Airbus faces multiple challenges as it enters new era

Airbus will draw a line under two decades of M&A dealmaking and frenetic orders on Wednesday as it reports its first results since the European aerospace and defence group unified under its dominant planemaking arm last month.

The sense of Airbus entering a new era is palpable, with the complex reorganization set in motion by the swallowing of parent Airbus Group (formerly EADS), by the subsidiary it was created to oversee, coinciding with waning demand from airlines.

The company is expected to report a 7 percent drop in full-year core earnings and confirm that orders for new planes this year will drop below the number of jets it delivers for only the second time in 14 years.

Mounting legal problems, uncertainty over two major programs and a changing of the guard among senior management also blur the outlook for Europe's largest aerospace company.

EADS was created in 2000 from multiple mergers to form a civil and defense giant, incorporating the older Airbus, and later became Airbus Group.

After failing to buy BAE Systems in 2012, defense ambitions dimmed and the era of shareholder-led consolidation is now drawing to a close, with Airbus Group absorbed by its Airbus planemaking subsidiary. The technical completion of the internal merger is due to take place later this year.

In a careful reshuffle, Tom Enders keeps overall leadership but can only achieve this by resuming his former post as head of the planemaker "Airbus SAS" -- until now merely a division.

That means Fabrice Bregier has had to abandon the civil business's separate CEO privileges to became chief operating officer of the wider group as a powerful No.2 -- a delicate move in a company with a long history of see-sawing job moves.

How that balance works in the coming months is seen as key to avoiding a resumption of political in-fighting that could prove a worrying distraction as the company prepares for a number of high-profile departures over the next 1-2 years.

Group strategy chief Marwan Lahoud, 50, announced plans to step down this month and commercial sales chief John Leahy, 66, has already scheduled his retirement in 2018, though some believe he could step down before the end of this year.

Two top executives credited with improving industrial performance -- operations head Tom Williams and programs chief Didier Evrard -- are also nearing retirement, though Airbus says that any changes will be gradual.

CULTURE CLASH

Taken collectively, however, the looming changes suggest that the relentless drive for market share under Leahy, and M&A under Lahoud, have peaked.

"It is a move away from the traditional managers, cheerleaders and engineers towards the bottom line-focused crowd," said Teal Group consultant Richard Aboulafia.

The internal overhaul also brings a shift in power from heavyweight engineers to a new breed of managers.

Convinced that digital technology will alter the way aircraft are made, Enders recently hired 36-year-old ex-Google executive Paul Eremenko as chief technology officer.

The appointment has raised questions among some Airbus watchers over how long engineering chief Charles Champion will stay at the company.

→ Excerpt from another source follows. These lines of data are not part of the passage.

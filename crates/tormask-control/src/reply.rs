//! Control protocol reply framing
//!
//! A reply is one or more lines sharing a three-digit status:
//!
//! ```text
//! 250-version=0.4.8.10       mid line
//! 250+config-text=           data line, followed by a block ending in "."
//! ...
//! .
//! 250 OK                     end line
//! ```

use tokio::io::{AsyncBufReadExt, AsyncRead, BufReader};
use tracing::trace;

use tormask_core::{Error, Result};

/// One complete reply
#[derive(Debug, Clone, PartialEq, Eq)]
pub struct Reply {
    /// Three-digit status code
    pub status: u16,
    /// Text of each line, without status and separator
    pub lines: Vec<String>,
}

impl Reply {
    /// 2xx replies are positive completions
    pub fn is_ok(&self) -> bool {
        (200..300).contains(&self.status)
    }

    /// Text of the final line
    pub fn message(&self) -> &str {
        self.lines.last().map(String::as_str).unwrap_or("")
    }
}

impl std::fmt::Display for Reply {
    fn fmt(&self, f: &mut std::fmt::Formatter<'_>) -> std::fmt::Result {
        write!(f, "{} {}", self.status, self.message())
    }
}

/// Reads replies from a control connection
pub struct ReplyReader<R> {
    reader: BufReader<R>,
}

impl<R: AsyncRead + Unpin> ReplyReader<R> {
    pub fn new(inner: R) -> Self {
        Self {
            reader: BufReader::new(inner),
        }
    }

    /// Read the next reply
    ///
    /// Returns `Ok(None)` on a clean end of stream between replies. An end of
    /// stream inside a reply, or a line that does not parse, is a transport
    /// error.
    pub async fn next_reply(&mut self) -> Result<Option<Reply>> {
        let mut status = None;
        let mut lines = Vec::new();

        loop {
            let Some(line) = self.read_line().await? else {
                if status.is_none() {
                    return Ok(None);
                }
                return Err(Error::transport("Connection closed mid-reply"));
            };

            let (code, separator, text) = split_line(&line)?;
            match status {
                None => status = Some(code),
                Some(expected) if expected != code => {
                    return Err(Error::transport(format!(
                        "Status changed mid-reply ({} then {})",
                        expected, code
                    )));
                }
                Some(_) => {}
            }

            match separator {
                ' ' => {
                    lines.push(text.to_string());
                    return Ok(Some(Reply { status: code, lines }));
                }
                '-' => lines.push(text.to_string()),
                '+' => {
                    lines.push(text.to_string());
                    self.skip_data_block().await?;
                }
                other => {
                    return Err(Error::transport(format!(
                        "Unexpected reply separator {:?}",
                        other
                    )));
                }
            }
        }
    }

    async fn read_line(&mut self) -> Result<Option<String>> {
        let mut line = String::new();
        let read = self
            .reader
            .read_line(&mut line)
            .await
            .map_err(|e| Error::transport(format!("Failed to read reply: {}", e)))?;
        if read == 0 {
            return Ok(None);
        }
        let line = line.trim_end_matches(['\r', '\n']).to_string();
        trace!("Control reply line: {:?}", line);
        Ok(Some(line))
    }

    async fn skip_data_block(&mut self) -> Result<()> {
        loop {
            match self.read_line().await? {
                Some(line) if line == "." => return Ok(()),
                Some(_) => {}
                None => return Err(Error::transport("Connection closed inside data block")),
            }
        }
    }
}

fn split_line(line: &str) -> Result<(u16, char, &str)> {
    let malformed = || Error::transport(format!("Malformed reply line: {:?}", line));

    let code = line.get(..3).ok_or_else(malformed)?;
    if !code.bytes().all(|b| b.is_ascii_digit()) {
        return Err(malformed());
    }
    let status = code.parse::<u16>().map_err(|_| malformed())?;

    let mut rest = line[3..].chars();
    // A bare "250" is treated as an end line
    let separator = rest.next().unwrap_or(' ');
    Ok((status, separator, rest.as_str()))
}
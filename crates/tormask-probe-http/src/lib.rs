// # HTTP Probe Transport
//
// This crate provides the reqwest-backed `HttpFetcher` for tormask.
//
// ## Routes
//
// - `Route::Anonymized`: every request goes through the SOCKS proxy
//   (`socks5h://` so name resolution also happens on the far side)
// - `Route::Direct`: no proxy at all, environment proxy variables included
//
// ## Architecture
//
// The fetcher is a dumb transport: one GET per call, JSON decode, status
// check. Timeouts per lookup and the fallback order are owned by
// `IdentityProbe` in tormask-core.

use async_trait::async_trait;
use std::time::Duration;
use tracing::trace;

use tormask_core::config::ProbeConfig;
use tormask_core::probe::IdentityProbe;
use tormask_core::traits::{HttpFetcher, Route};
use tormask_core::{Error, Result};

/// Client-level timeout, a backstop behind the per-lookup timeouts
const DEFAULT_HTTP_TIMEOUT: Duration = Duration::from_secs(10);

/// User agent sent with every request
const USER_AGENT: &str = concat!("tormask/", env!("CARGO_PKG_VERSION"));

/// reqwest transport with one client per route
#[derive(Debug, Clone)]
pub struct ReqwestFetcher {
    anonymized: reqwest::Client,
    direct: reqwest::Client,
}

impl ReqwestFetcher {
    /// Create a fetcher whose anonymized route uses `socks_proxy`
    ///
    /// # Errors
    ///
    /// `Error::Config` if the proxy URL is invalid or a client cannot be built.
    pub fn new(socks_proxy: &str) -> Result<Self> {
        let proxy = reqwest::Proxy::all(socks_proxy).map_err(|e| {
            Error::config(format!("Invalid SOCKS proxy {}: {}", socks_proxy, e))
        })?;

        let anonymized = reqwest::Client::builder()
            .proxy(proxy)
            .timeout(DEFAULT_HTTP_TIMEOUT)
            .user_agent(USER_AGENT)
            .build()
            .map_err(|e| Error::config(format!("Failed to build proxied HTTP client: {}", e)))?;

        let direct = reqwest::Client::builder()
            .no_proxy()
            .timeout(DEFAULT_HTTP_TIMEOUT)
            .user_agent(USER_AGENT)
            .build()
            .map_err(|e| Error::config(format!("Failed to build direct HTTP client: {}", e)))?;

        Ok(Self { anonymized, direct })
    }

    pub fn from_config(config: &ProbeConfig) -> Result<Self> {
        Self::new(&config.socks_proxy)
    }

    fn client(&self, route: Route) -> &reqwest::Client {
        match route {
            Route::Anonymized => &self.anonymized,
            Route::Direct => &self.direct,
        }
    }
}

#[async_trait]
impl HttpFetcher for ReqwestFetcher {
    async fn get_json(&self, url: &str, route: Route) -> Result<serde_json::Value> {
        trace!("GET {} ({:?})", url, route);

        let response = self
            .client(route)
            .get(url)
            .header(reqwest::header::ACCEPT, "application/json")
            .send()
            .await
            .map_err(|e| Error::http(format!("Request to {} failed: {}", url, e)))?;

        let status = response.status();
        if !status.is_success() {
            return Err(Error::http(format!("{} returned HTTP {}", url, status)));
        }

        response
            .json::<serde_json::Value>()
            .await
            .map_err(|e| Error::http(format!("Invalid JSON from {}: {}", url, e)))
    }
}

/// Identity probe over the reqwest transport
pub fn identity_probe(config: &ProbeConfig) -> Result<IdentityProbe> {
    let fetcher = ReqwestFetcher::from_config(config)?;
    Ok(IdentityProbe::from_config(Box::new(fetcher), config))
}
//! Scribe Completion Provider Layer
//!
//! Pluggable natural-language completion backends.
//!
//! # Architecture
//!
//! This crate provides implementations of the `CompletionProvider` trait
//! from `scribe-domain`. The answer pipeline treats completion as an opaque
//! call: providers own their timeout and retry policy, and their failures
//! propagate unchanged.
//!
//! # Providers
//!
//! - `MockProvider`: deterministic mock for testing and offline development
//! - `OllamaProvider`: local Ollama API integration
//!
//! # Examples
//!
//! ```
//! use scribe_llm::MockProvider;
//! use scribe_domain::traits::CompletionProvider;
//!
//! let provider = MockProvider::new("Set timeouts everywhere. Citations: [STD-02]");
//! let answer = provider.complete("any prompt").unwrap();
//! assert!(answer.contains("[STD-02]"));
//! ```

#![warn(missing_docs)]

pub mod ollama;

use scribe_domain::traits::CompletionProvider;
use std::collections::HashMap;
use std::sync::{Arc, Mutex};
use thiserror::Error;

pub use ollama::OllamaProvider;

/// Errors that can occur during completion operations
#[derive(Error, Debug)]
pub enum LlmError {
    /// Network or API communication error
    #[error("Communication error: {0}")]
    Communication(String),

    /// Invalid response from the provider
    #[error("Invalid response: {0}")]
    InvalidResponse(String),

    /// Model not available on the provider
    #[error("Model not available: {0}")]
    ModelNotAvailable(String),

    /// Generic provider error
    #[error("Completion error: {0}")]
    Other(String),
}

/// Mock completion provider for deterministic testing
///
/// Returns pre-configured responses without any network calls. Specific
/// prompts can be mapped to specific responses; everything else gets the
/// default response.
#[derive(Debug, Clone)]
pub struct MockProvider {
    default_response: String,
    responses: Arc<Mutex<HashMap<String, String>>>,
    call_count: Arc<Mutex<usize>>,
}

impl MockProvider {
    /// Create a provider with a fixed response for all prompts
    pub fn new(response: impl Into<String>) -> Self {
        Self {
            default_response: response.into(),
            responses: Arc::new(Mutex::new(HashMap::new())),
            call_count: Arc::new(Mutex::new(0)),
        }
    }

    /// Add a specific response for a given prompt
    pub fn add_response(&mut self, prompt: impl Into<String>, response: impl Into<String>) {
        self.responses
            .lock()
            .unwrap()
            .insert(prompt.into(), response.into());
    }

    /// Number of times `complete` was called
    pub fn call_count(&self) -> usize {
        *self.call_count.lock().unwrap()
    }
}

impl Default for MockProvider {
    fn default() -> Self {
        Self::new("Insufficient information in provided sources.")
    }
}

impl CompletionProvider for MockProvider {
    type Error = LlmError;

    fn complete(&self, prompt: &str) -> Result<String, Self::Error> {
        *self.call_count.lock().unwrap() += 1;

        let responses = self.responses.lock().unwrap();
        if let Some(response) = responses.get(prompt) {
            return Ok(response.clone());
        }

        Ok(self.default_response.clone())
    }
}

/// A provider selected at runtime by kind name
///
/// Lets binaries pick the backend from configuration without carrying a
/// generic parameter per provider type.
pub enum Provider {
    /// Deterministic mock, for development and tests
    Mock(MockProvider),

    /// Local Ollama instance
    Ollama(OllamaProvider),
}

impl Provider {
    /// Build a provider by kind name (`mock` or `ollama`)
    pub fn by_kind(kind: &str, endpoint: &str, model: &str) -> Result<Self, LlmError> {
        match kind.to_lowercase().as_str() {
            "mock" => Ok(Provider::Mock(MockProvider::default())),
            "ollama" => Ok(Provider::Ollama(OllamaProvider::new(endpoint, model))),
            other => Err(LlmError::Other(format!(
                "Unsupported provider '{}'. Use 'mock' or 'ollama'.",
                other
            ))),
        }
    }
}

impl CompletionProvider for Provider {
    type Error = LlmError;

    fn complete(&self, prompt: &str) -> Result<String, Self::Error> {
        match self {
            Provider::Mock(provider) => provider.complete(prompt),
            Provider::Ollama(provider) => provider.complete(prompt),
        }
    }
}
//! Scribe CLI - ask questions against governed engineering documents.

use anyhow::Context;
use clap::Parser;
use scribe_cli::{commands, Cli, CliConfig, Command, Formatter};
use tracing_subscriber::EnvFilter;

fn main() {
    if let Err(e) = run() {
        eprintln!("Error: {:#}", e);
        std::process::exit(1);
    }
}

fn run() -> anyhow::Result<()> {
    tracing_subscriber::fmt()
        .with_env_filter(EnvFilter::from_default_env())
        .with_writer(std::io::stderr)
        .init();

    let cli = Cli::parse();

    let config = CliConfig::load(cli.config.as_ref()).context("loading configuration")?;

    let format = cli
        .format
        .map(Into::into)
        .unwrap_or(config.settings.format);
    let color_enabled = !cli.no_color && config.settings.color;
    let formatter = Formatter::new(format, color_enabled);

    match cli.command {
        Command::Index(args) => commands::execute_index(args, &config, &formatter)?,
        Command::Query(args) => commands::execute_query(args, &config, &formatter)?,
        Command::Ask(args) => commands::execute_ask(args, &config, &formatter)?,
    }

    Ok(())
}
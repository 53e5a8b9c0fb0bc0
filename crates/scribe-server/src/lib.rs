//! Scribe HTTP Server
//!
//! Serves the knowledge agent over HTTP: `/query` for policy-aware
//! retrieval, `/answer` for grounded generation with citation validation,
//! and `/health`.

#![warn(missing_docs)]

pub mod config;
pub mod handlers;

use config::ServerConfig;
use handlers::{create_router, AppState};
use scribe_answer::Answerer;
use scribe_llm::Provider;
use scribe_retrieval::Retriever;
use scribe_store::HashEmbeddingModel;
use std::sync::Arc;
use tokio::net::TcpListener;
use tracing::info;

/// Server error
#[derive(Debug, thiserror::Error)]
pub enum ServerError {
    /// Configuration error
    #[error("Configuration error: {0}")]
    Config(#[from] config::ConfigError),

    /// Completion provider could not be constructed
    #[error("Provider error: {0}")]
    Provider(String),

    /// Index artifacts missing or unreadable
    #[error(transparent)]
    Retrieval(#[from] scribe_retrieval::RetrievalError),

    /// Server binding error
    #[error("Failed to bind server: {0}")]
    Bind(#[from] std::io::Error),

    /// Server error
    #[error("Server error: {0}")]
    Server(String),
}

/// Start the HTTP server
///
/// Loads the index artifacts once, builds the configured provider, and
/// serves until interrupted. Fails fast when indexing has not been run.
pub async fn start_server(config: ServerConfig) -> Result<(), ServerError> {
    tracing_subscriber::fmt::init();

    info!("Starting Scribe server");
    info!("Bind address: {}", config.bind_addr());
    info!("Index directory: {}", config.index_dir.display());

    let embedder = HashEmbeddingModel::new(config.embedding_dimension);
    let retriever = Retriever::open(&config.index_dir, embedder)?;
    let provider = Provider::by_kind(
        &config.provider.kind,
        &config.provider.endpoint,
        &config.provider.model,
    )
    .map_err(|e| ServerError::Provider(e.to_string()))?;

    let state = AppState {
        answerer: Arc::new(Answerer::new(retriever, provider)),
    };

    let app = create_router(state);

    let listener = TcpListener::bind(&config.bind_addr()).await?;
    info!("Scribe server listening on {}", config.bind_addr());

    axum::serve(listener, app)
        .await
        .map_err(|e| ServerError::Server(e.to_string()))?;

    Ok(())
}
//! Error types for index construction

use thiserror::Error;

/// Errors that can occur while building the index
#[derive(Error, Debug)]
pub enum IndexError {
    /// Document has no title line; the document is unusable and produces
    /// no chunks
    #[error("Missing title line in {source_path}")]
    MissingTitle {
        /// Source location of the offending document
        source_path: String,
    },

    /// Embedding the chunk text failed
    #[error("Embedding error: {0}")]
    Embedding(String),

    /// Persisting or loading an index artifact failed
    #[error("Store error: {0}")]
    Store(#[from] scribe_store::StoreError),

    /// The corpus produced no chunks at all
    #[error("No chunks created. Check chunking configuration or document contents.")]
    EmptyCorpus,

    /// Configuration error
    #[error("Configuration error: {0}")]
    Config(String),
}
//! Citation extraction and validation
//!
//! Citations are bracket-delimited document identifiers: 2-4 uppercase
//! letters followed by a 2-4 digit suffix or a year-month suffix, e.g.
//! `[STD-02]`, `[ADR-004]`, `[PM-2024-09]`.

use crate::AnswerError;
use regex::Regex;
use std::collections::HashSet;
use std::sync::OnceLock;

fn citation_pattern() -> &'static Regex {
    static PATTERN: OnceLock<Regex> = OnceLock::new();
    PATTERN.get_or_init(|| {
        Regex::new(r"\[([A-Z]{2,4}(?:-\d{2,4}|-\d{4}-\d{2}))\]").expect("static pattern")
    })
}

/// Extract citation tokens from generated text
///
/// Preserves first-occurrence order and removes later duplicates. The
/// operation is idempotent: extracting from its own rendered output yields
/// the same list.
pub fn extract_citations(text: &str) -> Vec<String> {
    let mut seen = HashSet::new();
    citation_pattern()
        .captures_iter(text)
        .map(|captures| captures[1].to_string())
        .filter(|id| seen.insert(id.clone()))
        .collect()
}

/// Enforce that the text cites only allowed document identifiers
///
/// Returns the ordered, deduplicated citation list on success. A single
/// citation outside `allowed` rejects the whole answer; the error names
/// every illegal identifier and the allowed set.
pub fn validate_citations(text: &str, allowed: &[String]) -> Result<Vec<String>, AnswerError> {
    let cited = extract_citations(text);

    let allowed_set: HashSet<&str> = allowed.iter().map(String::as_str).collect();
    let illegal: Vec<String> = cited
        .iter()
        .filter(|id| !allowed_set.contains(id.as_str()))
        .cloned()
        .collect();

    if !illegal.is_empty() {
        return Err(AnswerError::CitationViolation {
            illegal,
            allowed: allowed.to_vec(),
        });
    }

    Ok(cited)
}

#[cfg(test)]
mod tests {
    use super::*;

    fn allowed(ids: &[&str]) -> Vec<String> {
        ids.iter().map(|s| s.to_string()).collect()
    }

    #[test]
    fn test_extraction_order_and_dedup() {
        let text = "Use retries [STD-02], per the outage [RBK-07]; see also [STD-02].";
        assert_eq!(extract_citations(text), vec!["STD-02", "RBK-07"]);
    }

    #[test]
    fn test_extraction_matches_year_month_ids() {
        let text = "The replay incident [PM-2024-09] explains it.";
        assert_eq!(extract_citations(text), vec!["PM-2024-09"]);
    }

    #[test]
    fn test_extraction_ignores_non_citation_brackets() {
        let text = "[see below] [std-02] [TOOLONGTAG-01] [STD] [STD-1]";
        assert!(extract_citations(text).is_empty());
    }

    #[test]
    fn test_extraction_is_idempotent() {
        let text = "claims [STD-02] and [RBK-07] and [STD-02]";
        let first = extract_citations(text);
        let rendered = first
            .iter()
            .map(|id| format!("[{}]", id))
            .collect::<Vec<_>>()
            .join(", ");
        assert_eq!(extract_citations(&rendered), first);
    }

    #[test]
    fn test_validation_accepts_allowed_citations() {
        let text = "Timeouts are mandatory [STD-02]. Rotate keys [RBK-07].";
        let cited = validate_citations(text, &allowed(&["STD-02", "RBK-07"])).unwrap();
        assert_eq!(cited, vec!["STD-02", "RBK-07"]);
    }

    #[test]
    fn test_validation_rejects_unknown_citation() {
        let text = "Timeouts [STD-02], keys [RBK-07], and per [ADR-099] we chose gRPC.";
        let err = validate_citations(text, &allowed(&["STD-02", "RBK-07"])).unwrap_err();

        match err {
            AnswerError::CitationViolation { illegal, allowed } => {
                assert_eq!(illegal, vec!["ADR-099"]);
                assert_eq!(allowed, vec!["STD-02", "RBK-07"]);
            }
            other => panic!("Expected CitationViolation, got {}", other),
        }
    }

    #[test]
    fn test_validation_of_uncited_answer() {
        let cited = validate_citations("No citations here.", &allowed(&["STD-02"])).unwrap();
        assert!(cited.is_empty());
    }
}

Champion could not be reached for comment.

Company tensions have also been inflamed by a UK investigation into the use of middlemen to sell jets, people close to the matter say.

Legal exposure widened when Austria instigated legal action against Airbus last week, alleging fraud related to a fighter jet order in 2003. Airbus denied the allegations.

Also consuming attention are concerns about the delayed A400M military aircraft and questions over the future of the A380 superjumbo.

The loss of a Singapore Airlines order to rival Boeing completed a shaky start to the year, blamed by some on a flat-footed response to calls for a larger A350 variant.

On the positive side, analysts say that Airbus can look forward to a boost from a strong dollar as hedges unwind. And it remains well ahead in orders for the latest medium-haul jets, a lifeline for future developments.